- Task details -
Every line in the records below that holds the word "ListQuery" is to be copied.

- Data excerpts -
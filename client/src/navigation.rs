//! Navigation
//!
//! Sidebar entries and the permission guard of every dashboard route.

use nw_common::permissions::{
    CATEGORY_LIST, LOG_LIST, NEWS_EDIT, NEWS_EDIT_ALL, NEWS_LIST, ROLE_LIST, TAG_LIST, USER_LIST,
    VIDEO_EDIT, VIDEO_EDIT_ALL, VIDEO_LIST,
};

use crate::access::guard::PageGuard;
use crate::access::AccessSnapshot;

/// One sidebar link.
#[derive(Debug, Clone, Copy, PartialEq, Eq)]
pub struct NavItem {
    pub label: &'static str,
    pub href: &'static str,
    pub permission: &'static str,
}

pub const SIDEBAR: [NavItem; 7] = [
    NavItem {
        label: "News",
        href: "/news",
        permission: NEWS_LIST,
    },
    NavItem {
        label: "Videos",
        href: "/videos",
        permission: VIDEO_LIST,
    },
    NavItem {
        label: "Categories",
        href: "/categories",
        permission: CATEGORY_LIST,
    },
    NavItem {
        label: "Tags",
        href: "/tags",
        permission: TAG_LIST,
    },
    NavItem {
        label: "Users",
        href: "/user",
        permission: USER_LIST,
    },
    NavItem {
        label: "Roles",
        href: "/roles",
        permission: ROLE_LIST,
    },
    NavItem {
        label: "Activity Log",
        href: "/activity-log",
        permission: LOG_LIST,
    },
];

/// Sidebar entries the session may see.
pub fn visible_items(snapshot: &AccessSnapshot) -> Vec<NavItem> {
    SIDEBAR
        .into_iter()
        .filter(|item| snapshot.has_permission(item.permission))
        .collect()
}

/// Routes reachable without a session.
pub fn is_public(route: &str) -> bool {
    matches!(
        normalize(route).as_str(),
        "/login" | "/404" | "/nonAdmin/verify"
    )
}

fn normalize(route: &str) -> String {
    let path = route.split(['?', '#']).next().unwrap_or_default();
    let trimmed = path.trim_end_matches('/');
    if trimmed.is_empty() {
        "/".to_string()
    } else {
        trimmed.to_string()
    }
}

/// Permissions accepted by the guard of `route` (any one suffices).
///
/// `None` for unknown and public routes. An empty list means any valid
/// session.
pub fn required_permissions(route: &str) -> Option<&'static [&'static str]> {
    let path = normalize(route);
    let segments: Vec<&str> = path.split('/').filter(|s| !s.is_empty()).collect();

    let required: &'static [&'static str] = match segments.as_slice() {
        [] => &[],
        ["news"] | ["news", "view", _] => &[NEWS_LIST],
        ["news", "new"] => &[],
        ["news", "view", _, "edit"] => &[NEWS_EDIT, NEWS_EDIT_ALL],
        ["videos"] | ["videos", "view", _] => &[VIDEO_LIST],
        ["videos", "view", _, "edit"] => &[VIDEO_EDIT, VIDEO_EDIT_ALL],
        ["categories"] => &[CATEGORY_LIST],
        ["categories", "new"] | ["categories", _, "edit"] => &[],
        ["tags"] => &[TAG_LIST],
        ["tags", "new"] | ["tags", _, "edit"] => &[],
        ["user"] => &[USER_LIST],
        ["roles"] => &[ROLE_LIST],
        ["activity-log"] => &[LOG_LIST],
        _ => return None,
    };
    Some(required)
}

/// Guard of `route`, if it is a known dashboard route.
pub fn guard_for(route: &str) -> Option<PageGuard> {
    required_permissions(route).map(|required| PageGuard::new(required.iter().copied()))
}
==
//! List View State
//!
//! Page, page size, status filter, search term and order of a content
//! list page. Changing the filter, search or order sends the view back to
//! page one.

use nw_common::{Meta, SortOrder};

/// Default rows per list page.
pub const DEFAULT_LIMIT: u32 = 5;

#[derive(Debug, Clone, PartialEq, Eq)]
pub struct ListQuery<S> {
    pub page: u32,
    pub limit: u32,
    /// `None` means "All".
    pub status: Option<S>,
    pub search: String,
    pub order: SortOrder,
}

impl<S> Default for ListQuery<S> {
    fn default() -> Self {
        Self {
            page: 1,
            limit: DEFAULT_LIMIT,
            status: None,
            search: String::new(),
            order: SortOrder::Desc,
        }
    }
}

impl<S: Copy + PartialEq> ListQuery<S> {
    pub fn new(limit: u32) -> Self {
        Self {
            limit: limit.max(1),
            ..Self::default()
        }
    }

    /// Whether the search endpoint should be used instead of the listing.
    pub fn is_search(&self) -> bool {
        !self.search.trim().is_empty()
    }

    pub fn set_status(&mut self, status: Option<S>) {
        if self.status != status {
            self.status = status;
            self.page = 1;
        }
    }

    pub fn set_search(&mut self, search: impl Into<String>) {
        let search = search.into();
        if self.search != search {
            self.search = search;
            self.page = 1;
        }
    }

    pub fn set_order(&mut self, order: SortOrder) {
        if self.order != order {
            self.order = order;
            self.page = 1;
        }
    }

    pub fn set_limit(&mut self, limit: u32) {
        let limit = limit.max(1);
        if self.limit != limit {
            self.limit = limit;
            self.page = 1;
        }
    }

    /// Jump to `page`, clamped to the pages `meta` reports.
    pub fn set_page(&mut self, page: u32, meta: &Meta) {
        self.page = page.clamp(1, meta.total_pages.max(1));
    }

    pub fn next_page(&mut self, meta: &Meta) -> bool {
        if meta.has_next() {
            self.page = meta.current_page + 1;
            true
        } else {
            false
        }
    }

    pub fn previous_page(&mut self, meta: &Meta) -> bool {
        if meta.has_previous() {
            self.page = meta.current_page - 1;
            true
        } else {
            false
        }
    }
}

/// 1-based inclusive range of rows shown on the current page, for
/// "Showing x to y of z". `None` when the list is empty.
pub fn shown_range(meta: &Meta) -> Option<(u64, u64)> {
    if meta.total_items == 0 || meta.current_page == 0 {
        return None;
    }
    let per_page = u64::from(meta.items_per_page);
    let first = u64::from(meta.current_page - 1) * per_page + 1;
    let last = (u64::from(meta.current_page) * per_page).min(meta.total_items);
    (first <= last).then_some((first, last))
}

- Problem solution -
pub struct ListQuery<S> {
impl<S> Default for ListQuery<S> {
impl<S: Copy + PartialEq> ListQuery<S> {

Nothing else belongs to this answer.